Pero la apatía no es irreversible. Reconocer estos mecanismos psicológicos es el primer paso para romper el ciclo de la indiferencia. La habituación al horror puede contrarrestarse renovando el enfoque narrativo: humanizando las cifras, contando las historias individuales detrás de cada víctima, mostrando esas verdades que sacuden la conciencia. Los expertos señalan que la empatía puede reactivarse si encontramos “nuevos lenguajes visuales y narrativos” que nos hagan “mover algo por dentro, aunque sea indignación”. Es una tarea tanto para periodistas como para consumidores de información: exigir y buscar coberturas con contexto, con rostro humano, con ética.

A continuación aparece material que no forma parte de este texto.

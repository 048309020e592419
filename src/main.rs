use clap::Parser;
use license_inserter::utils::{logger, validation::Validate};
use license_inserter::{CliConfig, InserterEngine, LicenseError, LocalStorage, RunConfig};

fn fail(e: &LicenseError) -> ! {
    tracing::error!("❌ {}", e);
    tracing::error!("💡 Suggestion: {}", e.recovery_suggestion());
    eprintln!("❌ {}", e.user_friendly_message());
    std::process::exit(1);
}

#[tokio::main(flavor = "current_thread")]
async fn main() -> Result<(), Box<dyn std::error::Error>> {
    let cli = CliConfig::parse();

    // 初始化日誌
    logger::init_cli_logger(cli.verbose);

    tracing::info!("Starting license-inserter");
    tracing::debug!("CLI config: {:?}", cli);

    // 讀取環境變數並驗證配置
    let config = match RunConfig::from_cli(&cli) {
        Ok(config) => config,
        Err(e) => fail(&e),
    };

    if let Err(e) = config.validate() {
        fail(&e);
    }

    // 處理目標並輸出統計
    let engine = InserterEngine::new(LocalStorage::new(), config);
    let report = match engine.run().await {
        Ok(report) => report,
        Err(e) => fail(&e),
    };

    if cli.json {
        println!("{}", serde_json::to_string_pretty(&report)?);
    } else {
        println!("{}", report);
    }

    // --keep-going 仍有失敗時以非零狀態結束
    if report.failed > 0 {
        fail(&LicenseError::PartialFailure {
            failed: report.failed,
        });
    }

    Ok(())
}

Asimismo, frente a la disonancia cognitiva es crucial confrontar las narrativas autojustificativas con la realidad factual y el derecho internacional. Llamar a las cosas por su nombre –masacre de civiles, castigo colectivo, limpieza étnica incipiente si correspondiere– puede incomodar, pero mantiene viva la urgencia moral. Figuras con autoridad ética, desde relatores de la ONU hasta voces israelíes disidentes, insisten en que hay que “salir de la indiferencia” y pasar de las palabras a los hechos. Eso implica también que la comunidad internacional revise su propia disonancia: las potencias y organismos que proclaman defender los derechos humanos deben demostrarlo con acciones más contundentes cuando éstos se violan a gran escala. Como reclamaba el analista Andrea Rizzi, no basta con gestos simbólicos; harían falta sanciones y aislar diplomáticamente a quienes perpetúan este “infierno” para que deje de ser políticamente sostenible. La historia reciente ofrece una lección: el régimen de apartheid en Sudáfrica solo cedió cuando se convirtió en un paria global insostenible. Si el gobierno de Israel siente que la rutina de guerra le acarrea costes reales –pérdida de apoyo, presiones económicas, procesos judiciales internacionales– quizás se vería forzado a replantear su estrategia.
En última instancia, resistir la rutina del horror es un imperativo moral de nuestro tiempo. Significa no aceptar que unas muertes valgan menos que otras por su frecuencia o lejanía. Significa rehusar “volvernos parte del infierno hasta dejar de verlo”, como diría Calvino, y optar en cambio por “lo que no es infierno, y hacer que dure, y darle espacio”: es decir, rescatar la humanidad común incluso en medio de la guerra. En el contexto de Gaza, eso se traduce en mantener viva la empatía hacia las víctimas, exigir responsabilidades a los perpetradores sin importar quiénes sean, y no dejar que la atrocidad se vuelva paisaje. Solo así la comunidad internacional, los medios y la ciudadanía global podrán romper el ciclo de anestesia afectiva y responder con la indignación activa que una tragedia de esta magnitud exige. El horror no debe ser rutina. Y si lo es hoy, urge despertar del entumecimiento antes de perder definitivamente nuestra propia humanidad en el proceso.